The driver of a Tesla Model S who was using the company's driver-assist system, Autopilot, when the car descended an off-ramp, ran a red light, struck a passing vehicle, and killed two people in 2019 has been charged by California prosecutors with two counts of vehicular manslaughter.
The Tesla driver is apparently the first in the United States to receive a felony over a fatal collision while using semi-autonomous driving, according to The Washington Post. Though court documents do not explicitly mention Autopilot in their text, the National Highway Traffic Safety Administration confirmed to WaPo that the system was in use at the time of the collision. The defendant has pleaded not guilty to the charges.
The two passengers in the struck Honda Civic were pronounced dead at the scene on Dec. 29, 2019, in Gardena—a Los Angeles, California, suburb. Their families are suing both the Model S driver and Tesla itself. We've reached out to Tesla for additional comment on the matter and will update if we hear back.

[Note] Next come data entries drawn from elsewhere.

//! A cached page plus the bookkeeping that keeps stale responses out.

use serde::Serialize;

use crate::error::ApiError;
use crate::models::Page;
use crate::service::{ApiResult, PageRequest};

// ---

/// Handle for one issued load. Only the most recently issued ticket of a
/// slot may write to it.
#[derive(Debug, Clone, Copy, PartialEq, Eq)]
pub(crate) struct Ticket(u64);

/// Result of a page load as seen by the caller.
#[derive(Debug, Clone, PartialEq)]
pub enum LoadOutcome<T> {
    /// The page was replaced with the server's snapshot.
    Fresh(Page<T>),
    /// The load failed; the previously cached page is still shown.
    Stale { cached: Page<T>, error: ApiError },
    /// The load failed and nothing was ever loaded.
    Failed(ApiError),
    /// A newer load was issued before this one resolved; its result was dropped.
    Superseded,
}

impl<T> LoadOutcome<T> {
    pub fn error(&self) -> Option<&ApiError> {
        match self {
            LoadOutcome::Stale { error, .. } | LoadOutcome::Failed(error) => Some(error),
            _ => None,
        }
    }
}

#[derive(Debug, Clone, Copy, PartialEq, Eq, Serialize)]
#[serde(rename_all = "lowercase")]
pub enum PageStatus {
    /// Nothing requested yet.
    Empty,
    Fresh,
    /// Showing cached data after a failed refresh.
    Stale,
    /// Never loaded successfully.
    Failed,
}

/// What a view renders for one listing.
#[derive(Debug, Clone, PartialEq, Serialize)]
#[serde(rename_all = "camelCase")]
pub struct PageView<T> {
    pub status: PageStatus,
    pub page: Option<Page<T>>,
    pub error: Option<String>,
    /// `true` when the failure is a lost connection, so the view can show
    /// an offline banner with a retry action.
    pub offline: bool,
}

#[derive(Debug)]
pub(crate) struct PageSlot<T, F> {
    // ---
    issued: u64,
    /// Parameters of the most recently issued request.
    latest: Option<PageRequest<F>>,
    /// Parameters that produced `page`.
    applied: Option<PageRequest<F>>,
    page: Option<Page<T>>,
    error: Option<ApiError>,
}

impl<T, F> Default for PageSlot<T, F> {
    fn default() -> Self {
        Self {
            issued: 0,
            latest: None,
            applied: None,
            page: None,
            error: None,
        }
    }
}

impl<T: Clone, F: Clone> PageSlot<T, F> {
    // ---
    pub(crate) fn begin(&mut self, request: PageRequest<F>) -> Ticket {
        self.issued += 1;
        self.latest = Some(request);
        Ticket(self.issued)
    }

    /// Apply a response if `ticket` is still the latest issued.
    pub(crate) fn complete(&mut self, ticket: Ticket, result: ApiResult<Page<T>>) -> LoadOutcome<T> {
        // ---
        if ticket.0 != self.issued {
            return LoadOutcome::Superseded;
        }
        match result {
            Ok(page) => {
                self.page = Some(page.clone());
                self.applied = self.latest.clone();
                self.error = None;
                LoadOutcome::Fresh(page)
            }
            Err(error) => {
                self.error = Some(error.clone());
                match &self.page {
                    Some(cached) => LoadOutcome::Stale {
                        cached: cached.clone(),
                        error,
                    },
                    None => LoadOutcome::Failed(error),
                }
            }
        }
    }

    pub(crate) fn latest_request(&self) -> Option<&PageRequest<F>> {
        self.latest.as_ref()
    }

    pub(crate) fn applied_request(&self) -> Option<&PageRequest<F>> {
        self.applied.as_ref()
    }

    pub(crate) fn page(&self) -> Option<&Page<T>> {
        self.page.as_ref()
    }

    pub(crate) fn page_mut(&mut self) -> Option<&mut Page<T>> {
        self.page.as_mut()
    }

    pub(crate) fn view(&self) -> PageView<T> {
        // ---
        let status = match (&self.page, &self.error) {
            (Some(_), None) => PageStatus::Fresh,
            (Some(_), Some(_)) => PageStatus::Stale,
            (None, Some(_)) => PageStatus::Failed,
            (None, None) => PageStatus::Empty,
        };
        PageView {
            status,
            page: self.page.clone(),
            error: self.error.as_ref().map(ToString::to_string),
            offline: self.error.as_ref().is_some_and(ApiError::is_connectivity),
        }
    }

    /// Forget everything. In-flight loads become stale.
    pub(crate) fn reset(&mut self) {
        self.issued += 1;
        self.latest = None;
        self.applied = None;
        self.page = None;
        self.error = None;
    }
}
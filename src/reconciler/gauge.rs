//! Gauge normalization: map a reading onto 0..=100 percent of its scale.

use std::collections::BTreeMap;

use crate::models::SensorReading;

// ---

const FALLBACK_CAP: f64 = 100.0;

/// Percent of `cap` that `value` represents, clamped to 0..=100.
///
/// Non-finite values and non-positive caps read as 0.
pub fn gauge_percent(value: f64, cap: f64) -> f64 {
    // ---
    if !value.is_finite() || !(cap.is_finite() && cap > 0.0) {
        return 0.0;
    }
    (value / cap * 100.0).clamp(0.0, 100.0)
}

/// Full-scale caps per sensor type.
#[derive(Debug, Clone, PartialEq)]
pub struct GaugePolicy {
    caps: BTreeMap<String, f64>,
}

impl Default for GaugePolicy {
    fn default() -> Self {
        // ---
        let caps = [
            ("co2", 10_000.0),
            ("voc", 200.0),
            ("pm25", 100.0),
            ("humidity", 100.0),
            ("temperature", 100.0),
        ]
        .into_iter()
        .map(|(k, v)| (k.to_string(), v))
        .collect();
        Self { caps }
    }
}

impl GaugePolicy {
    // ---
    /// Defaults overlaid with `overrides`.
    pub fn with_caps(overrides: BTreeMap<String, f64>) -> Self {
        let mut policy = Self::default();
        policy.caps.extend(overrides);
        policy
    }

    pub fn caps(&self) -> &BTreeMap<String, f64> {
        &self.caps
    }

    pub fn cap_for(&self, sensor_type: Option<&str>) -> f64 {
        sensor_type
            .and_then(|kind| self.caps.get(&kind.to_lowercase()))
            .copied()
            .unwrap_or(FALLBACK_CAP)
    }

    pub fn percent(&self, reading: &SensorReading) -> f64 {
        gauge_percent(reading.value, self.cap_for(reading.sensor_type.as_deref()))
    }
}

#[cfg(test)]
mod tests {
    // ---
    use super::*;

    #[test]
    fn test_gauge_percent_clamps() {
        // ---
        assert_eq!(gauge_percent(50.0, 200.0), 25.0);
        assert_eq!(gauge_percent(250.0, 200.0), 100.0);
        assert_eq!(gauge_percent(-5.0, 200.0), 0.0);
        assert_eq!(gauge_percent(f64::NAN, 200.0), 0.0);
        assert_eq!(gauge_percent(10.0, 0.0), 0.0);
    }

    #[test]
    fn test_cap_lookup() {
        // ---
        let policy = GaugePolicy::default();
        assert_eq!(policy.cap_for(Some("CO2")), 10_000.0);
        assert_eq!(policy.cap_for(Some("voc")), 200.0);
        assert_eq!(policy.cap_for(Some("pressure")), 100.0);
        assert_eq!(policy.cap_for(None), 100.0);
    }

    #[test]
    fn test_overrides_keep_defaults() {
        // ---
        let policy = GaugePolicy::with_caps([("co2".to_string(), 5_000.0)].into_iter().collect());
        assert_eq!(policy.cap_for(Some("co2")), 5_000.0);
        assert_eq!(policy.cap_for(Some("voc")), 200.0);
    }
}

Autopilot is, of course, not a fully autonomous system. As such, a driver who uses it is still legally responsible for the car. These charges come during growing scrutiny of the now Texas-based company's driver-assist system. NHTSA has opened an investigation into crashes involving Autopilot. Several Teslas have struck parked emergency vehicles, an issue that was widespread enough to elicit a software update from the automaker. Just the same, there's a growing number of fatal collisions involving Tesla cars where Autopilot may have played a part.